Abstract:
Every year, thousands of accidents can be attributed to drivers who were either distracted
or too tired to pay attention to the road. Observing drivers in their natural environment
makes it hard to study how they act. The naturalistic driving study (NDS) has become the
most popular method because it let researchers see how drivers act in the real world and help
them drive safer by detecting various driver behaviours. In the studies, different types of data
are used, such as the driver’s physical condition, audio and visual features, and information
about the car. However, the main source of data is images of the driver’s face, and hands
on the steering wheel taken by a camera inside the car. In order to increase the system’s
capacity for generalisation, it is suggested in this work that sensor data be incorporated into
the vision-based distracted driver detection model.
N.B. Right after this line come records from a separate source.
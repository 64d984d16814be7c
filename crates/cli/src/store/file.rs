// SPDX-License-Identifier: MIT
// Copyright (c) 2026 Alfred Jean LLC

//! Directory-backed store.
//!
//! Each key is one file named by the hex encoding of the key. Writes go to a
//! temporary sibling, are fsynced, then renamed over the target so a crash
//! never leaves a half-written value behind.

use std::io::ErrorKind;
use std::path::{Path, PathBuf};

use offsync_core::{Error, Result};
use tokio::io::AsyncWriteExt;

use super::{DurableStore, StoreFuture};

const EXTENSION: &str = "json";
const TEMP_EXTENSION: &str = "tmp";

#[derive(Debug, Clone)]
pub struct FileStore {
    dir: PathBuf,
}

impl FileStore {
    /// Opens a store rooted at `dir`, creating the directory if needed.
    pub fn open(dir: &Path) -> Result<Self> {
        std::fs::create_dir_all(dir)?;
        Ok(FileStore { dir: dir.to_path_buf() })
    }

    pub fn dir(&self) -> &Path {
        &self.dir
    }

    fn path_for(&self, key: &str) -> PathBuf {
        self.dir.join(format!("{}.{EXTENSION}", hex::encode(key)))
    }

    async fn write_atomic(&self, key: &str, value: &str) -> Result<()> {
        let path = self.path_for(key);
        let temp = path.with_extension(TEMP_EXTENSION);

        let mut file = tokio::fs::File::create(&temp).await?;
        file.write_all(value.as_bytes()).await?;
        file.sync_all().await?;
        drop(file);

        tokio::fs::rename(&temp, &path).await?;
        Ok(())
    }

    async fn remove_file(&self, key: &str) -> Result<()> {
        match tokio::fs::remove_file(self.path_for(key)).await {
            Ok(()) => Ok(()),
            Err(e) if e.kind() == ErrorKind::NotFound => Ok(()),
            Err(e) => Err(e.into()),
        }
    }
}

fn decode_file_name(name: &str) -> Option<String> {
    let stem = name.strip_suffix(&format!(".{EXTENSION}"))?;
    let bytes = hex::decode(stem).ok()?;
    String::from_utf8(bytes).ok()
}

impl DurableStore for FileStore {
    fn get<'a>(&'a self, key: &'a str) -> StoreFuture<'a, Option<String>> {
        Box::pin(async move {
            match tokio::fs::read_to_string(self.path_for(key)).await {
                Ok(value) => Ok(Some(value)),
                Err(e) if e.kind() == ErrorKind::NotFound => Ok(None),
                Err(e) => Err(e.into()),
            }
        })
    }

    fn set<'a>(&'a self, key: &'a str, value: String) -> StoreFuture<'a, ()> {
        Box::pin(async move { self.write_atomic(key, &value).await })
    }

    fn remove<'a>(&'a self, key: &'a str) -> StoreFuture<'a, ()> {
        Box::pin(async move { self.remove_file(key).await })
    }

    fn remove_many<'a>(&'a self, keys: &'a [String]) -> StoreFuture<'a, ()> {
        Box::pin(async move {
            for key in keys {
                self.remove_file(key).await?;
            }
            Ok(())
        })
    }

    fn keys<'a>(&'a self, prefix: &'a str) -> StoreFuture<'a, Vec<String>> {
        Box::pin(async move {
            let mut entries = tokio::fs::read_dir(&self.dir).await?;
            let mut keys = Vec::new();
            while let Some(entry) = entries.next_entry().await? {
                let name = entry.file_name();
                let Some(name) = name.to_str() else {
                    continue;
                };
                match decode_file_name(name) {
                    Some(key) if key.starts_with(prefix) => keys.push(key),
                    Some(_) => {}
                    None if name.ends_with(TEMP_EXTENSION) => {}
                    None => {
                        return Err(Error::Store(format!(
                            "unexpected file in store directory: {name}"
                        )))
                    }
                }
            }
            keys.sort();
            Ok(keys)
        })
    }
}

#[cfg(test)]
#[path = "file_tests.rs"]
mod tests;
// SPDX-License-Identifier: MIT
// Copyright (c) 2026 Alfred Jean LLC

mod args;

use std::path::PathBuf;

use clap::{Parser, Subcommand};

pub use args::EnqueueArgs;

#[derive(Parser, Debug)]
#[command(name = "offsync")]
#[command(version = env!("CARGO_PKG_VERSION"))]
#[command(about = "Offline-first request queue, cache and real-time sync")]
#[command(
    long_about = "Offline-first request queue, cache and real-time sync.\n\n\
    Mutations are queued durably while offline and replayed in priority order \
    once the server is reachable."
)]
pub struct Cli {
    /// Directory holding the queue, cache and config
    #[arg(long, global = true, value_name = "path")]
    pub state_dir: Option<PathBuf>,

    /// Config file (default: <state-dir>/offsync.toml)
    #[arg(long, global = true, value_name = "path")]
    pub config: Option<PathBuf>,

    #[command(subcommand)]
    pub command: Command,
}

#[derive(Subcommand, Debug)]
pub enum Command {
    /// Show queue counters and queued requests
    #[command(after_help = "\
Examples:
  offsync status            Counters and one line per request
  offsync status --json     Machine-readable status")]
    Status {
        /// Print JSON instead of text
        #[arg(long)]
        json: bool,
    },

    /// Queue a request for later delivery (no network access)
    #[command(after_help = "\
Examples:
  offsync enqueue POST /campaigns --payload '{\"name\":\"Spring\"}'
  offsync enqueue DELETE /campaigns/7 --priority high
  offsync enqueue PATCH /settings --max-retries 5 --description \"Save settings\"")]
    Enqueue(EnqueueArgs),

    /// Deliver queued requests until nothing eligible remains
    Replay,

    /// Give failed requests a fresh retry budget
    RetryFailed,

    /// Remove one queued request
    Remove {
        /// Request id (see `offsync status`)
        id: String,
    },

    /// Remove every queued request
    Clear,

    /// Connect the real-time channel and print events until interrupted
    #[command(after_help = "\
Examples:
  offsync watch                         Subscribe to the configured topics
  offsync watch --topic revenue         Subscribe to one topic only")]
    Watch {
        /// Topic to subscribe to (repeatable; overrides the config)
        #[arg(long = "topic", value_name = "topic")]
        topics: Vec<String>,
    },
}

#[cfg(test)]
#[path = "../cli_tests/mod.rs"]
mod tests;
In order to achieve this, a new data set
was generated that consists of driver face images, road images, and sensor data obtained
from the Carla simulator. Later, a model was developed to identify four distracted driving
behaviours such as aggressive, distracted by phone, drinking, and normal driving. In the
proposed system, CNN extracts the visual characteristics and LSTM processes the temporal
data. The collected data is evaluated using a CNN-LSTM model. The performance of the
model is improved by combining the sensor data with image data. Driver behaviour detection
model using both sensor data and face images achieved a classification accuracy of 97%.